How to find inverse matrix of a 3*3 or of having order > 3 in a easy way

**achasiri** · January 24th 2011, 11:40 PM

I know finding inverse of a matrix in 3 ways 1) if 2*2 1/(ad-bc)[d -b] [-c a] 2) if order is >3 by elementary row operations with identity matrix [ -1 2 -3 | 1 0 0 ] [ 2 1 0 | 0 1 0 ] [ 4 -2 5 | 0 0 1 ] like dis on reducing into In ; B 3) through eigen value process sir all of dese processes are taking bulk of time in xams. I request you to tell me if u r known with any other easiest way

**Swlabr** · January 25th 2011, 12:03 AM

Originally Posted by achasiri

I know finding inverse of a matrix in 3 ways 1) if 2*2 1/(ad-bc)[d -b] [-c a] 2) if order is >3 by elementary row operations with identity matrix [ -1 2 -3 | 1 0 0 ] [ 2 1 0 | 0 1 0 ] [ 4 -2 5 | 0 0 1 ] like dis on reducing into In ; B 3) through eigen value process sir all of dese processes are taking bulk of time in xams. I request you to tell me if u r known with any other easiest way

Write out your post properly, pressing the `return' key every once in a while and spelling `these' correctly, and then I will tell you my thoughts on the matter (your post is pretty much illegible the way it is).

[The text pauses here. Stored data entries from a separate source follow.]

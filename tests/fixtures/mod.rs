//! Shared test fixtures for E2E CLI tests.
#![allow(dead_code)] // Not every test binary uses every fixture

use std::fs;
use std::path::PathBuf;
use tempfile::TempDir;

/// Indentation of diagram and binding lines inside a layer node.
pub const LAYER_INDENT: &str = "            ";

/// A 38-key QWERTY base layer with home row mods.
pub const BASE_BINDINGS: &str = "\
&kp Q        &kp W        &kp E         &kp R         &kp T    &kp Y    &kp U         &kp I         &kp O        &kp P
&mt LGUI A   &mt LALT S   &mt LCTRL D   &mt LSHFT F   &kp G    &kp H    &mt RSHFT J   &mt RCTRL K   &mt RALT L   &mt RGUI SEMI
&kp TAB      &kp Z        &kp X         &kp C         &kp V    &kp B    &kp N         &kp M         &kp COMMA    &kp DOT    &kp FSLH    &kp RA(A)
&kp ESC   &lt 1 SPACE   &kp TAB      &kp RET   &lt 2 BSPC   &kp DEL";

/// Navigation layer mixing transparent keys, layer switches and Bluetooth.
pub const NAV_BINDINGS: &str = "\
&bt BT_SEL 0   &bt BT_SEL 1   &bt BT_CLR   &out OUT_TOG   &trans   &kp PG_UP   &kp HOME   &kp UP     &kp END     &kp DEL
&kp LGUI       &kp LALT       &kp LCTRL    &kp LSHFT      &trans   &kp PG_DN   &kp LEFT   &kp DOWN   &kp RIGHT   &kp BSPC
&sys_reset &trans &trans &trans &trans &trans &trans &trans &trans &trans &trans &bootloader
&trans   &mo 3   &trans   &trans   &trans   &trans";

/// Symbol layer; shorter than a full layout on purpose.
pub const SYM_BINDINGS: &str = "\
&kp EXCL &kp AT &kp HASH &kp DLLR &kp PRCNT &kp CARET &kp AMPS &kp STAR &kp LPAR &kp RPAR";

/// A stale diagram whose thumb rows trail the end marker.
pub fn stale_diagram(indent: &str) -> String {
    [
        "// ┏━━━━━━━━━━━┳━━━━━━━━━━━┳━━━━━━━━━━━┓",
        "// ┃   STALE   ┃   STALE   ┃   STALE   ┃",
        "// ┗━━━━━━━━━━━┻━━━━━━━━━━━┻━━━━━━━━━━━┛",
        "//             ┃   STALE   ┃",
        "//             ┗━━━━━━━━━━━┛",
    ]
    .iter()
    .map(|line| format!("{indent}{line}\n"))
    .collect()
}

/// One `<name> { ... };` layer node.
pub fn layer_node(name: &str, diagram: &str, bindings: &str) -> String {
    let bindings: String = bindings
        .lines()
        .map(|line| format!("{LAYER_INDENT}    {line}\n"))
        .collect();

    format!(
        "        {name} {{\n{LAYER_INDENT}label = \"{name}\";\n{diagram}{LAYER_INDENT}bindings = <\n{bindings}{LAYER_INDENT}>;\n        }};\n\n"
    )
}

/// A full keymap file around the given layer nodes.
pub fn keymap_with_layers(layers: &[String]) -> String {
    format!(
        "#include <behaviors.dtsi>\n#include <dt-bindings/zmk/keys.h>\n#include <dt-bindings/zmk/bt.h>\n\n/ {{\n    keymap {{\n        compatible = \"zmk,keymap\";\n\n{}    }};\n}};\n",
        layers.concat()
    )
}

/// Keymap with two stale diagrams (base, nav) and a layer without one (sym).
pub fn sample_keymap() -> String {
    keymap_with_layers(&[
        layer_node("base_layer", &stale_diagram(LAYER_INDENT), BASE_BINDINGS),
        layer_node("nav_layer", &stale_diagram(LAYER_INDENT), NAV_BINDINGS),
        layer_node("sym_layer", "", SYM_BINDINGS),
    ])
}

/// Writes a keymap into a fresh temp directory.
///
/// Keep the returned `TempDir` alive for as long as the file is needed.
pub fn create_temp_keymap_file(content: &str) -> (PathBuf, TempDir) {
    let temp_dir = TempDir::new().expect("Failed to create temp dir");
    let keymap_path = temp_dir.path().join("corne.keymap");
    fs::write(&keymap_path, content).expect("Failed to write keymap file");
    (keymap_path, temp_dir)
}

#[cfg(test)]
mod tests {
    use super::*;

    #[test]
    fn test_sample_keymap_layers() {
        let keymap = sample_keymap();
        assert!(keymap.contains("base_layer {"));
        assert!(keymap.contains("nav_layer {"));
        assert!(keymap.contains("sym_layer {"));
        assert_eq!(keymap.matches("STALE").count(), 8);
    }

    #[test]
    fn test_base_bindings_count() {
        assert_eq!(BASE_BINDINGS.matches('&').count(), 38);
        assert_eq!(NAV_BINDINGS.matches('&').count(), 38);
    }
}
//! Shared CLI error and exit code types.

use std::fmt;

/// Process exit codes used by the CLI.
#[derive(Debug, Clone, Copy, PartialEq, Eq)]
pub enum ExitCode {
    /// Everything went fine
    Success = 0,
    /// Something failed, or `--check` found stale diagrams
    Failure = 1,
}

impl ExitCode {
    /// Numeric code for `std::process::exit`.
    #[must_use]
    pub const fn code(self) -> i32 {
        self as i32
    }
}

/// Category of a CLI failure.
#[derive(Debug, Clone, Copy, PartialEq, Eq)]
pub enum CliErrorKind {
    /// Reading or writing a file failed
    Io,
    /// The input was processed but did not pass a check
    Validation,
}

/// Error reported by a CLI command.
#[derive(Debug, Clone, PartialEq, Eq)]
pub struct CliError {
    /// What kind of failure this is
    pub kind: CliErrorKind,
    /// Message shown to the user
    pub message: String,
}

impl CliError {
    /// Creates an I/O error.
    pub fn io(message: impl Into<String>) -> Self {
        Self {
            kind: CliErrorKind::Io,
            message: message.into(),
        }
    }

    /// Creates a validation error.
    pub fn validation(message: impl Into<String>) -> Self {
        Self {
            kind: CliErrorKind::Validation,
            message: message.into(),
        }
    }

    /// Exit code the process should terminate with.
    #[must_use]
    pub const fn exit_code(&self) -> ExitCode {
        match self.kind {
            CliErrorKind::Io | CliErrorKind::Validation => ExitCode::Failure,
        }
    }
}

impl fmt::Display for CliError {
    fn fmt(&self, f: &mut fmt::Formatter<'_>) -> fmt::Result {
        f.write_str(&self.message)
    }
}

impl std::error::Error for CliError {}

/// Result type for CLI commands.
pub type CliResult<T> = Result<T, CliError>;
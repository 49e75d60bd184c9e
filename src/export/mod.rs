//! Export functionality for keymap documentation.
//!
//! This module draws the box-character layer diagrams that are embedded as
//! comments in keymap files.

pub mod diagram;

pub use diagram::render as render_layer_diagram;
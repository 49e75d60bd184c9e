//! Layer diagram renderer for keymap comments.
//!
//! Draws the 38-key split layout (5-5, 5-5, 6-6 and a 3-3 thumb cluster)
//! with heavy box-drawing characters. Every line is a `//` comment so the
//! block can be dropped straight into a keymap file.
//!
//! ```text
//! //             ┏━━━━━━━━━━━┳━━━━ ... ━━━━┓   ┏━━━━━━━━━━━┳━━━━ ... ━━━━┓
//! //             ┃     Q     ┃     ...     ┃   ┃     Y     ┃     ...     ┃
//! //             ┣━━━━━━━━━━━╋━━━━ ... ━━━━┫   ┣━━━━━━━━━━━╋━━━━ ... ━━━━┫
//! ```

use crate::models::keymap::ROW_WIDTHS;

/// Label columns inside a key cell.
pub const LABEL_WIDTH: usize = 9;

/// Columns taken by one key: `┃`, padded label, trailing space.
const CELL_SPAN: usize = LABEL_WIDTH + 3;

/// Blank columns between the two halves.
const SPLIT_GAP: &str = "   ";

/// Prefix of every diagram line.
const COMMENT_PREFIX: &str = "//";

/// Horizontal run between two junctions; matches a cell's inner width.
const SEGMENT: char = '━';

/// Left-edge columns (after `//`) of the widest row; other rows are inset from it.
const BASE_INDENT: usize = 1;

/// Junction characters for one half of a border line.
///
/// Each string has one more junction than the half has keys.
struct BorderStyle {
    left: &'static str,
    right: &'static str,
}

/// Above the top row.
const TOP_BORDER: BorderStyle = BorderStyle {
    left: "┏┳┳┳┳┓",
    right: "┏┳┳┳┳┓",
};

/// Between rows 0 and 1.
const UPPER_SEPARATOR: BorderStyle = BorderStyle {
    left: "┣╋╋╋╋┫",
    right: "┣╋╋╋╋┫",
};

/// Between row 1 and the wider row 2; opens the outer pinky column.
const WIDENING_SEPARATOR: BorderStyle = BorderStyle {
    left: "┏╋╋╋╋╋┫",
    right: "┣╋╋╋╋╋┓",
};

/// Between row 2 and the thumbs; closes everything outside the thumb cluster.
const THUMB_SEPARATOR: BorderStyle = BorderStyle {
    left: "┗┻┻╋╋╋┫",
    right: "┣╋╋╋┻┻┛",
};

/// Below the thumb cluster.
const THUMB_BOTTOM: BorderStyle = BorderStyle {
    left: "┗┻┻┛",
    right: "┗┻┻┛",
};

/// Renders resolved row labels into diagram lines.
///
/// Expects at least four rows (top, home, bottom, thumbs) and returns no
/// lines otherwise, so the caller can leave the old diagram alone. Rows
/// shorter than the physical layout render blank cells; extra labels are
/// ignored.
///
/// # Examples
///
/// ```
/// use keymapdoc::export::diagram::render;
///
/// let rows: Vec<Vec<String>> = [10, 10, 12, 6]
///     .iter()
///     .map(|&n| vec!["X".to_string(); n])
///     .collect();
/// let lines = render(&rows);
/// assert_eq!(lines.len(), 9);
/// assert!(lines.iter().all(|line| line.starts_with("//")));
///
/// assert!(render(&rows[..3]).is_empty());
/// ```
#[must_use]
pub fn render(rows: &[Vec<String>]) -> Vec<String> {
    if rows.len() < ROW_WIDTHS.len() {
        return Vec::new();
    }

    let [top, home, bottom, thumbs] = ROW_WIDTHS;
    // Rows 0-1 sit one key in from row 2, the thumbs three keys in
    let finger_indent = BASE_INDENT + CELL_SPAN;
    let thumb_indent = BASE_INDENT + 3 * CELL_SPAN;

    vec![
        border_line(finger_indent, &TOP_BORDER),
        key_line(finger_indent, &rows[0], top),
        border_line(finger_indent, &UPPER_SEPARATOR),
        key_line(finger_indent, &rows[1], home),
        border_line(BASE_INDENT, &WIDENING_SEPARATOR),
        key_line(BASE_INDENT, &rows[2], bottom),
        border_line(BASE_INDENT, &THUMB_SEPARATOR),
        key_line(thumb_indent, &rows[3], thumbs),
        border_line(thumb_indent, &THUMB_BOTTOM),
    ]
}

/// Truncates a label to [`LABEL_WIDTH`] characters and centers it.
///
/// When the padding is odd the extra space goes on the right.
#[must_use]
pub fn pad_label(label: &str) -> String {
    let truncated: String = label.chars().take(LABEL_WIDTH).collect();
    format!("{:^width$}", truncated, width = LABEL_WIDTH)
}

/// One row of key cells, split into halves of `width / 2` keys.
fn key_line(indent: usize, labels: &[String], width: usize) -> String {
    let half = width / 2;
    let left = (0..half).map(|i| label_at(labels, i));
    let right = (half..width).map(|i| label_at(labels, i));

    format!(
        "{COMMENT_PREFIX}{}{}┃{SPLIT_GAP}{}┃",
        " ".repeat(indent),
        cells(left),
        cells(right)
    )
}

fn label_at(labels: &[String], index: usize) -> &str {
    labels.get(index).map_or("", String::as_str)
}

fn cells<'a>(labels: impl Iterator<Item = &'a str>) -> String {
    labels
        .map(|label| format!("┃ {} ", pad_label(label)))
        .collect()
}

fn border_line(indent: usize, style: &BorderStyle) -> String {
    format!(
        "{COMMENT_PREFIX}{}{}{SPLIT_GAP}{}",
        " ".repeat(indent),
        border(style.left),
        border(style.right)
    )
}

/// Joins junction characters with cell-wide horizontal runs.
fn border(junctions: &str) -> String {
    let run: String = std::iter::repeat(SEGMENT).take(CELL_SPAN - 1).collect();
    let mut line = String::new();

    for (i, junction) in junctions.chars().enumerate() {
        if i > 0 {
            line.push_str(&run);
        }
        line.push(junction);
    }

    line
}
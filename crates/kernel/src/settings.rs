use std::path::PathBuf;

use anyhow::{anyhow, Context};
use serde::Deserialize;

const DEFAULT_ENV: &str = "local";
const ENV_VAR_NAME: &str = "BOOKSHELF_ENV";
const CONFIG_DIR_ENV: &str = "BOOKSHELF_CONFIG_DIR";

/// Deployment environment the application is running in.
#[derive(Debug, Clone, Deserialize, PartialEq, Eq, Default)]
#[serde(rename_all = "lowercase")]
pub enum Environment {
    #[default]
    Local,
    Staging,
    Production,
}

impl std::str::FromStr for Environment {
    type Err = anyhow::Error;

    fn from_str(value: &str) -> Result<Self, Self::Err> {
        match value {
            "local" => Ok(Environment::Local),
            "staging" => Ok(Environment::Staging),
            "production" => Ok(Environment::Production),
            other => Err(anyhow!(
                "unsupported environment '{}'; expected local/staging/production",
                other
            )),
        }
    }
}

/// Top-level configuration structure loaded from layered sources.
#[derive(Debug, Clone, Deserialize, Default)]
pub struct Settings {
    #[serde(default)]
    pub environment: Environment,
    #[serde(default)]
    pub server: ServerSettings,
    #[serde(default)]
    pub telemetry: TelemetrySettings,
    #[serde(default)]
    pub catalog: CatalogSettings,
    #[serde(default)]
    pub ui: UiSettings,
}

impl Settings {
    /// Load configuration by layering `.env`, base file, and environment overlay.
    pub fn load() -> anyhow::Result<Self> {
        // Allow missing `.env` files without failing.
        let _ = dotenvy::dotenv();

        let environment = std::env::var(ENV_VAR_NAME).unwrap_or_else(|_| DEFAULT_ENV.to_string());
        let config_dir = match std::env::var(CONFIG_DIR_ENV) {
            Ok(dir) => PathBuf::from(dir),
            // Default to the working directory's `config` folder.
            Err(_) => std::env::current_dir()
                .with_context(|| "unable to resolve current directory")?
                .join("config"),
        };

        Self::load_from(&config_dir, &environment)
    }

    /// Load configuration from an explicit config directory and environment name.
    pub fn load_from(config_dir: &std::path::Path, environment: &str) -> anyhow::Result<Self> {
        let environment: Environment = environment.parse()?;

        let base_path = config_dir.join("base.toml");
        let environment_path = config_dir.join(format!("{}.toml", env_file_stem(&environment)));

        let builder = config::Config::builder()
            .add_source(config::File::from(base_path).required(false))
            .add_source(config::File::from(environment_path).required(false))
            .add_source(
                config::Environment::with_prefix("BOOKSHELF")
                    .prefix_separator("_")
                    .separator("__"),
            );

        let cfg = builder
            .build()
            .with_context(|| "failed to build configuration")?;

        let mut settings: Settings = cfg
            .try_deserialize()
            .with_context(|| "failed to deserialize configuration")?;

        // The selected environment always wins over anything in the files.
        settings.environment = environment;
        settings.validate()?;

        Ok(settings)
    }

    fn validate(&self) -> anyhow::Result<()> {
        if self.catalog.page_size == 0 {
            return Err(anyhow!("catalog.page_size must be greater than zero"));
        }
        Ok(())
    }
}

fn env_file_stem(environment: &Environment) -> &'static str {
    match environment {
        Environment::Local => "local",
        Environment::Staging => "staging",
        Environment::Production => "production",
    }
}

#[derive(Debug, Clone, Deserialize)]
pub struct ServerSettings {
    #[serde(default = "ServerSettings::default_host")]
    pub host: String,
    #[serde(default = "ServerSettings::default_port")]
    pub port: u16,
    #[serde(default = "ServerSettings::default_request_timeout_ms")]
    pub request_timeout_ms: u64,
}

impl ServerSettings {
    fn default_host() -> String {
        "0.0.0.0".to_string()
    }

    fn default_port() -> u16 {
        8080
    }

    fn default_request_timeout_ms() -> u64 {
        15000
    }
}

impl Default for ServerSettings {
    fn default() -> Self {
        Self {
            host: Self::default_host(),
            port: Self::default_port(),
            request_timeout_ms: Self::default_request_timeout_ms(),
        }
    }
}

#[derive(Debug, Clone, Deserialize)]
pub struct TelemetrySettings {
    #[serde(default)]
    pub log_format: LogFormat,
    /// Default `EnvFilter` directive; `RUST_LOG` takes precedence when set.
    #[serde(default = "TelemetrySettings::default_filter")]
    pub filter: String,
}

impl TelemetrySettings {
    fn default_filter() -> String {
        "info".to_string()
    }
}

impl Default for TelemetrySettings {
    fn default() -> Self {
        Self {
            log_format: LogFormat::Pretty,
            filter: Self::default_filter(),
        }
    }
}

#[derive(Debug, Clone, Deserialize, PartialEq, Eq, Default)]
#[serde(rename_all = "lowercase")]
pub enum LogFormat {
    #[default]
    Pretty,
    Json,
}

/// Where the book catalog comes from and how it is paged.
#[derive(Debug, Clone, Deserialize)]
pub struct CatalogSettings {
    #[serde(default = "CatalogSettings::default_page_size")]
    pub page_size: usize,
    /// JSON dataset replacing the bundled catalog.
    #[serde(default)]
    pub data_path: Option<PathBuf>,
}

impl CatalogSettings {
    fn default_page_size() -> usize {
        36
    }
}

impl Default for CatalogSettings {
    fn default() -> Self {
        Self {
            page_size: Self::default_page_size(),
            data_path: None,
        }
    }
}

#[derive(Debug, Clone, Deserialize, Default)]
pub struct UiSettings {
    /// Start in the night theme before the user picks one.
    #[serde(default)]
    pub prefers_dark: bool,
}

Also, to get the matrix to be displayed correctly, use LaTeX.

Finally, what do you mean by `order 3'? Do you mean a 3x3 matrix, or a matrix $A$ such that $A^3=Id$ ?

**HallsofIvy** · January 25th 2011, 06:21 AM

Frankly, I believe that row-reduction is the easiest way to find the inverse matrix, even for 3 by 3 and 2 by 2 matrices. However, you can also use the fact that the inverse of the matrix
$A= \begin{bmatrix}a_{11} & a_{12} & a_{13} \\ a_{21} & a_{22} & a_{23} \\ a_{13} & a_{23} & a_{33}\end{bmatrix}$
is given by
$A^{-1}= \frac{1}{det(A)}\begin{bmatrix}b_{11} & b_{12} & b_{13} \\ b_{21} & b_{22} & b_{23} \\ b_{13} & b_{23} & b_{33}\end{bmatrix}$
where $b_{ij}$ is the "minor" of $a_{ji}$ (note the reversal of i and j). The minor is the determinant of the matrix with the row and column $a_{ji}$ is in removed, multiplied by $(-1)^{i+j}$ . This, in fact, will work for any n by n matrix but probably is easier than row-reduction for 2 by 2 and some 3 by 3 matrices.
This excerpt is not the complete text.